[[ Task material, beginning ]]
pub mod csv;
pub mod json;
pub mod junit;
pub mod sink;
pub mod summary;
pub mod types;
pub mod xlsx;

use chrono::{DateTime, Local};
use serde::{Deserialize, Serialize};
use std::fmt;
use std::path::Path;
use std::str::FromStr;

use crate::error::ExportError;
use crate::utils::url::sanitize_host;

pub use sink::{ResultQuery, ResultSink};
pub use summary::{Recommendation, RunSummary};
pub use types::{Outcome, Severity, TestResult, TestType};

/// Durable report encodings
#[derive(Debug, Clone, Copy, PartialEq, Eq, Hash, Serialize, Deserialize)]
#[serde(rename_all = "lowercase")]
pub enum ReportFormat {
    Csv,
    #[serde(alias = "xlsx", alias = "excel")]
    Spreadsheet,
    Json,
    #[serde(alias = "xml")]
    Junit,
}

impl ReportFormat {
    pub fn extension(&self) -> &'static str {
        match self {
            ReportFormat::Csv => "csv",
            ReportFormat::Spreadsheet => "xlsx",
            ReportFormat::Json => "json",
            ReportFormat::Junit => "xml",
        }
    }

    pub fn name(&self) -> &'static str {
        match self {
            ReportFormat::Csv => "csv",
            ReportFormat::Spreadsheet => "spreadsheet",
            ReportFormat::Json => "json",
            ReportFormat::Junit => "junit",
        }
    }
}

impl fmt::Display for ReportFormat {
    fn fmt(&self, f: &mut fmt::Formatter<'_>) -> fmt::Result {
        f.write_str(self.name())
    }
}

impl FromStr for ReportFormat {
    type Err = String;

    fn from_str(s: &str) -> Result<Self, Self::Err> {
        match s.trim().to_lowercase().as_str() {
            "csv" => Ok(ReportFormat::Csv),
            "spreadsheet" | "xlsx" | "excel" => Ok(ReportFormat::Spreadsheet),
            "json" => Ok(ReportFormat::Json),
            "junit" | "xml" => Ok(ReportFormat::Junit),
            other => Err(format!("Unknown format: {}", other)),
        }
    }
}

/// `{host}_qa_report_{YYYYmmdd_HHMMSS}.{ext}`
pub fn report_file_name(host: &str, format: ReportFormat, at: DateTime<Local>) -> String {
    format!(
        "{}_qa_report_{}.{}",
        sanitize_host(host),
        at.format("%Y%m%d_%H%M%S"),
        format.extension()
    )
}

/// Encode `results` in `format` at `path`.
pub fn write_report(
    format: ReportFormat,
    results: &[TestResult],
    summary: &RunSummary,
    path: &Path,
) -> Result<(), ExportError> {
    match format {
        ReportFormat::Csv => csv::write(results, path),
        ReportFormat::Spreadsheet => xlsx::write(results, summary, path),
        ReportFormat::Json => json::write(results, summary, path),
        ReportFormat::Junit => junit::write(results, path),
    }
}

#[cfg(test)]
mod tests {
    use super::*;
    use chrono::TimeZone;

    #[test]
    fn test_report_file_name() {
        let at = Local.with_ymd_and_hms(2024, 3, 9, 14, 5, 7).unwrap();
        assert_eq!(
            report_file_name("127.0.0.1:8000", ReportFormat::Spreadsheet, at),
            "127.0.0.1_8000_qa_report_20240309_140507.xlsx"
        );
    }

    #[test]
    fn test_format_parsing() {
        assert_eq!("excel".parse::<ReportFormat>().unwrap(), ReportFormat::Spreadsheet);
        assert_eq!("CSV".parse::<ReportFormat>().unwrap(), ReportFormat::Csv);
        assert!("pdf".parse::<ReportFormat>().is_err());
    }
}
[[ Task material, end ]]
[[ Task material, beginning ]]
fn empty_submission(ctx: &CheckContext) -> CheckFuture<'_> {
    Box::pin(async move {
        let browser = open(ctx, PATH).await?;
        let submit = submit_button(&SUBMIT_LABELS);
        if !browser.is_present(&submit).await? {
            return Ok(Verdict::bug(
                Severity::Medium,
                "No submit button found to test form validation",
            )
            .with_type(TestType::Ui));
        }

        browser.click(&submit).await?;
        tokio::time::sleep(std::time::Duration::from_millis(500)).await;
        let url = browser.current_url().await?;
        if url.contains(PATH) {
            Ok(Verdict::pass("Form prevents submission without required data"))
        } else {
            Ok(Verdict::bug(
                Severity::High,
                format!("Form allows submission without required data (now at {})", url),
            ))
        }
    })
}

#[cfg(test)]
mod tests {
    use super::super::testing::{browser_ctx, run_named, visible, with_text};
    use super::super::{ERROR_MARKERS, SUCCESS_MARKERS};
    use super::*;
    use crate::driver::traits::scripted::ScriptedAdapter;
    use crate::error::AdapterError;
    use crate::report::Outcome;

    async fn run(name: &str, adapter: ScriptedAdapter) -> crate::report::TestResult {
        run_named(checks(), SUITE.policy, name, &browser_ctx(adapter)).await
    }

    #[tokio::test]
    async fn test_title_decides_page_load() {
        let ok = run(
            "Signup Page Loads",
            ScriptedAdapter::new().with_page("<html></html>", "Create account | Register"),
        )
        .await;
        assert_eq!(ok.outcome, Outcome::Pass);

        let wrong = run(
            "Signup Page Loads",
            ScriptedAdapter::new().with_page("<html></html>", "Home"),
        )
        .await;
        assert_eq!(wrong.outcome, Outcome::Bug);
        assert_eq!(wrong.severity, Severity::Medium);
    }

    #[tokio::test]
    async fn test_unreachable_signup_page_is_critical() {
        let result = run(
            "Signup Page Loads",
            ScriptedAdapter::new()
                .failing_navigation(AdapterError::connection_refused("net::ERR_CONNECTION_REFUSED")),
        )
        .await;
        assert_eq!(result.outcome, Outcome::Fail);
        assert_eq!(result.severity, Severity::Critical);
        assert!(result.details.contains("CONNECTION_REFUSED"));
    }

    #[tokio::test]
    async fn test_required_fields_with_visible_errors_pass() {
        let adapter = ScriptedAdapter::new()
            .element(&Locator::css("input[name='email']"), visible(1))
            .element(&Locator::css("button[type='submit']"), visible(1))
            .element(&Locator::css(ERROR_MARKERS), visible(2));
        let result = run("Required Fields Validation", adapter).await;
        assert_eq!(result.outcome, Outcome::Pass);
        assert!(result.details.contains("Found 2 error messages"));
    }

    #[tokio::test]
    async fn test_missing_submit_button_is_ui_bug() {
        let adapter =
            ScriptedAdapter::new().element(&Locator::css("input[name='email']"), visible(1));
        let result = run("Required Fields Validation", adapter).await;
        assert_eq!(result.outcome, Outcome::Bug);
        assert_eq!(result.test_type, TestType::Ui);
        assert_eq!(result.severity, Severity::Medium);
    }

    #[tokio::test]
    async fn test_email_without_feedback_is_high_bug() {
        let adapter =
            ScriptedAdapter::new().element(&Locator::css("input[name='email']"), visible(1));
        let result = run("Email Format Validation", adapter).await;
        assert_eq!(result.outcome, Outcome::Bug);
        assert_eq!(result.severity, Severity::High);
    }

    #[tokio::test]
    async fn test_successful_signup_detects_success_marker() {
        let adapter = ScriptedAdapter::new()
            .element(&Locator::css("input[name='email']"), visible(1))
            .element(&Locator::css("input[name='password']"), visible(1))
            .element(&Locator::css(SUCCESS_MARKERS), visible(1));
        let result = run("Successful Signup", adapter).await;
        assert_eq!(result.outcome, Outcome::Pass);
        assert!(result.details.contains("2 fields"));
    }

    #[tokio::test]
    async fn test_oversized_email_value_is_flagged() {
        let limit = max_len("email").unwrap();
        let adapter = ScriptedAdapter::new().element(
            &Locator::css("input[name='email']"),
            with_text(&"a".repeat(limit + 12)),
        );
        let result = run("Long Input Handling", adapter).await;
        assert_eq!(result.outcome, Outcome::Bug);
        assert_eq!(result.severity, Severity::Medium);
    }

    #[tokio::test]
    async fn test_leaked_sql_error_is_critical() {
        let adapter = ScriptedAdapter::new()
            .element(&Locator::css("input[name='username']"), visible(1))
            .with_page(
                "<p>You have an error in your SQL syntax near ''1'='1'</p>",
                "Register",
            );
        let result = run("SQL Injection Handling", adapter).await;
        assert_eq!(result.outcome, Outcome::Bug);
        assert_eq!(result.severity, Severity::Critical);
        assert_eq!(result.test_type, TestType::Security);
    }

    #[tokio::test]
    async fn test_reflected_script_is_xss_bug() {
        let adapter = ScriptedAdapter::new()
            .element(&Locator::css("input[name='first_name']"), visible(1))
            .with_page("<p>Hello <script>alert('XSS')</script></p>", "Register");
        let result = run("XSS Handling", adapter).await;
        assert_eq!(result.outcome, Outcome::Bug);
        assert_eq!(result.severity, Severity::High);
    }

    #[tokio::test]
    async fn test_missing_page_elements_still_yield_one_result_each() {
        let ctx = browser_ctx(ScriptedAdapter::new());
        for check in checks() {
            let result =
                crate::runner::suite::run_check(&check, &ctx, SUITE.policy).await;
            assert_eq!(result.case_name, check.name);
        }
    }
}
[[ Task material, end ]]
● **Your instructions**
In the entries above, find every line with the word "alias" and list it.

● **Output for this exercise**
    #[serde(alias = "xlsx", alias = "excel")]
    #[serde(alias = "xml")]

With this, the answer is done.